Proving A Slip and Fall Claim in Michigan

If you have fallen and believe that you were not at fault for this accident, contact a medical malpractice lawyer in Michigan and ask for their legal counsel so you can file a slip and fall claim. However, the best medical malpractice lawyers and personal injury lawyers will not only give you advice but support you throughout the claim filing process and assist you should you end up needing to go to court.

Here is a helpful primer on how to prove a slip and fall claim in Michigan.

There are four elements of a slip and fall injury that a victim must be able to prove if they want to have grounds to file a valid claim and attempt to gain compensation.

Injury

The first fact that must be proven in a slip and fall or trip and fall injury case is damages caused by the accident. There must be clear evidence of the damage done and the harm inflicted on the victim due to having slipped and fallen.

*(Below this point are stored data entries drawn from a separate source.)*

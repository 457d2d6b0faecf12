use std::fmt;

use serde::{Deserialize, Serialize};

use crate::block::Block;
use crate::hash::BlockHash;

/// A position in a chain: the index and hash of one block.
///
/// `index == None` is the origin, the slot before genesis whose hash is
/// [`BlockHash::zero`]. An uninitialized chain points at the origin.
#[derive(Clone, Copy, PartialEq, Eq, Hash, Serialize, Deserialize)]
pub struct ChainPointer {
    pub index: Option<u64>,
    pub hash: BlockHash,
}

impl ChainPointer {
    pub const fn origin() -> Self {
        Self {
            index: None,
            hash: BlockHash::zero(),
        }
    }

    pub fn new(index: u64, hash: BlockHash) -> Self {
        Self {
            index: Some(index),
            hash,
        }
    }

    /// Pointer at `block` itself.
    pub fn of(block: &Block) -> Self {
        Self::new(block.index(), block.hash())
    }

    /// Pointer at the predecessor of `block`.
    pub fn parent_of(block: &Block) -> Self {
        Self {
            index: block.index().checked_sub(1),
            hash: block.prev_hash(),
        }
    }

    pub fn is_origin(&self) -> bool {
        self.index.is_none()
    }

    /// Index the block after this position would take.
    pub fn next_index(&self) -> u64 {
        self.index.map_or(0, |i| i + 1)
    }

    /// Returns `true` if this position is strictly below `index`.
    pub fn is_below(&self, index: u64) -> bool {
        self.index < Some(index)
    }

    /// Returns `true` if this pointer names exactly `block`.
    pub fn points_at(&self, block: &Block) -> bool {
        self.index == Some(block.index()) && self.hash == block.hash()
    }
}

impl Default for ChainPointer {
    fn default() -> Self {
        Self::origin()
    }
}

impl fmt::Debug for ChainPointer {
    fn fmt(&self, f: &mut fmt::Formatter<'_>) -> fmt::Result {
        write!(f, "ChainPointer({self})")
    }
}

impl fmt::Display for ChainPointer {
    fn fmt(&self, f: &mut fmt::Formatter<'_>) -> fmt::Result {
        match self.index {
            Some(index) => write!(f, "#{index}:{}", self.hash.short_hex()),
            None => write!(f, "origin"),
        }
    }
}
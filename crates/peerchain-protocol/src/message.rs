use std::fmt;

use peerchain_types::{Block, BlockHash};
use serde::{Deserialize, Serialize};
use serde_json::Value;

use crate::error::{ProtocolError, ProtocolResult};

/// The fixed command vocabulary.
///
/// `Blocks` and `GetBlocks` are reserved for batched transfer. They decode,
/// but nothing emits or handles them.
#[derive(Clone, Copy, Debug, PartialEq, Eq, Hash)]
pub enum Command {
    Head,
    GetHead,
    Block,
    GetBlock,
    Blocks,
    GetBlocks,
}

impl Command {
    pub const ALL: [Command; 6] = [
        Command::Head,
        Command::GetHead,
        Command::Block,
        Command::GetBlock,
        Command::Blocks,
        Command::GetBlocks,
    ];

    pub fn as_str(&self) -> &'static str {
        match self {
            Self::Head => "head",
            Self::GetHead => "gethead",
            Self::Block => "block",
            Self::GetBlock => "getblock",
            Self::Blocks => "blocks",
            Self::GetBlocks => "getblocks",
        }
    }

    pub fn parse(tag: &str) -> Option<Self> {
        Self::ALL.into_iter().find(|c| c.as_str() == tag)
    }

    /// One-byte tag used in frame headers.
    pub fn type_tag(&self) -> u8 {
        match self {
            Self::Head => 1,
            Self::GetHead => 2,
            Self::Block => 3,
            Self::GetBlock => 4,
            Self::Blocks => 5,
            Self::GetBlocks => 6,
        }
    }

    pub fn is_reserved(&self) -> bool {
        matches!(self, Self::Blocks | Self::GetBlocks)
    }
}

impl fmt::Display for Command {
    fn fmt(&self, f: &mut fmt::Formatter<'_>) -> fmt::Result {
        f.write_str(self.as_str())
    }
}

/// A protocol message exchanged between peers.
#[derive(Clone, Debug, PartialEq, Eq)]
pub enum Message {
    /// Announce the sender's current tip.
    Head(Block),
    /// Ask a peer for its current tip.
    GetHead,
    /// Deliver a requested block.
    Block(Block),
    /// Ask a peer for the block with this hash.
    GetBlock(BlockHash),
    /// A reserved command arrived.
    Reserved(Command),
    /// A command outside the vocabulary arrived.
    Unrecognized { command: String },
}

/// Frame tag for messages without a known command.
pub const UNRECOGNIZED_TAG: u8 = 0xFF;

impl Message {
    pub fn command(&self) -> Option<Command> {
        match self {
            Self::Head(_) => Some(Command::Head),
            Self::GetHead => Some(Command::GetHead),
            Self::Block(_) => Some(Command::Block),
            Self::GetBlock(_) => Some(Command::GetBlock),
            Self::Reserved(command) => Some(*command),
            Self::Unrecognized { .. } => None,
        }
    }

    /// Command tag as it appears on the wire.
    pub fn name(&self) -> &str {
        match self {
            Self::Unrecognized { command } => command,
            other => other.command().map_or("", |c| c.as_str()),
        }
    }

    pub fn type_tag(&self) -> u8 {
        self.command().map_or(UNRECOGNIZED_TAG, |c| c.type_tag())
    }

    pub fn to_envelope(&self) -> ProtocolResult<Envelope> {
        let payload = match self {
            Self::Head(block) | Self::Block(block) => serde_json::to_value(block)
                .map_err(|e| ProtocolError::Serialization(e.to_string()))?,
            Self::GetBlock(hash) => Value::String(hash.to_hex()),
            Self::GetHead | Self::Reserved(_) | Self::Unrecognized { .. } => Value::Null,
        };
        Ok(Envelope {
            command: self.name().to_owned(),
            payload,
        })
    }

    pub fn from_envelope(envelope: Envelope) -> ProtocolResult<Self> {
        let Envelope { command, payload } = envelope;
        let Some(parsed) = Command::parse(&command) else {
            return Ok(Self::Unrecognized { command });
        };
        let invalid = |reason: String| ProtocolError::InvalidPayload {
            command: command.clone(),
            reason,
        };
        match parsed {
            Command::Head => serde_json::from_value(payload)
                .map(Self::Head)
                .map_err(|e| invalid(e.to_string())),
            Command::Block => serde_json::from_value(payload)
                .map(Self::Block)
                .map_err(|e| invalid(e.to_string())),
            Command::GetBlock => serde_json::from_value(payload)
                .map(Self::GetBlock)
                .map_err(|e| invalid(e.to_string())),
            Command::GetHead => Ok(Self::GetHead),
            Command::Blocks | Command::GetBlocks => Ok(Self::Reserved(parsed)),
        }
    }
}

/// JSON shape of a message on the wire.
#[derive(Clone, Debug, PartialEq, Serialize, Deserialize)]
pub struct Envelope {
    pub command: String,
    #[serde(default)]
    pub payload: Value,
}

In many cases, this clear evidence can be obtained by visiting a physician and having them identify any damage that was caused by the injury. If you require a physician to assist you with this part of the process, your medical malpractice or personal lawyer will have the experience and contacts necessary to connect you with a trusted medical professional.

Proximate cause or causation

Causation is the second part of a slip and fall claim that needs to be proven in order to have a valid case. The victim has to be able to prove that a hazardous or unsafe condition on the defendant’s property definitively caused them to experience their accident.

For example, if a victim has epileptic seizures frequently, and experiences one while on the defendant’s property that causes them to fall and hit their head or experience other injuries, the seizure would not count as valid causation because the piece of property the victim was occupying was not at fault for the injury; the seizure caused the injury.

When medical malpractice law firms take on cases such as slip and fall claims, they devote a substantial amount of time and resources to investigating the site where the accident took place to definitively prove causation. Extensive witness testimony can also be helpful to prove causation, and law firms will also look into contacting witnesses who may have solid testimony and be able to corroborate the victim’s story.

Negligence

Under Michigan law, negligence on behalf of the property owner can be proven by showing that the owner of the property knew about conditions that could be dangerous and chose not to alert passersby to the possible danger or did not take any action to rectify the dangerous situation.

This can be broken down into two parts: The property owner’s knowledge or awareness that something on their property was wrong and dangerous, and their failure to do anything to correct the problem.

There is a reasonable amount of time in the law allowed when a property owner discovers a dangerous condition on their property, but they must still provide notice of the hazard to anyone on the property via signage or alerts.

Purpose on the property

The final element that must be proven is the reason the injured person was on the property in the first place. If the person is a tenant on the property or is an invitee by request of the property owner, then the owner of the property has a higher duty of care to them than they would to someone who is trespassing on the property.

However, when the trespasser is a child, and the owner knows about them, there is slightly more fault on behalf of the owner, who should have been aware both of their presence and of any hazards to children. Additionally, although their duty of care is limited with people who trespass, property owners are not allowed to set up “traps” that could cause injury to trespassers.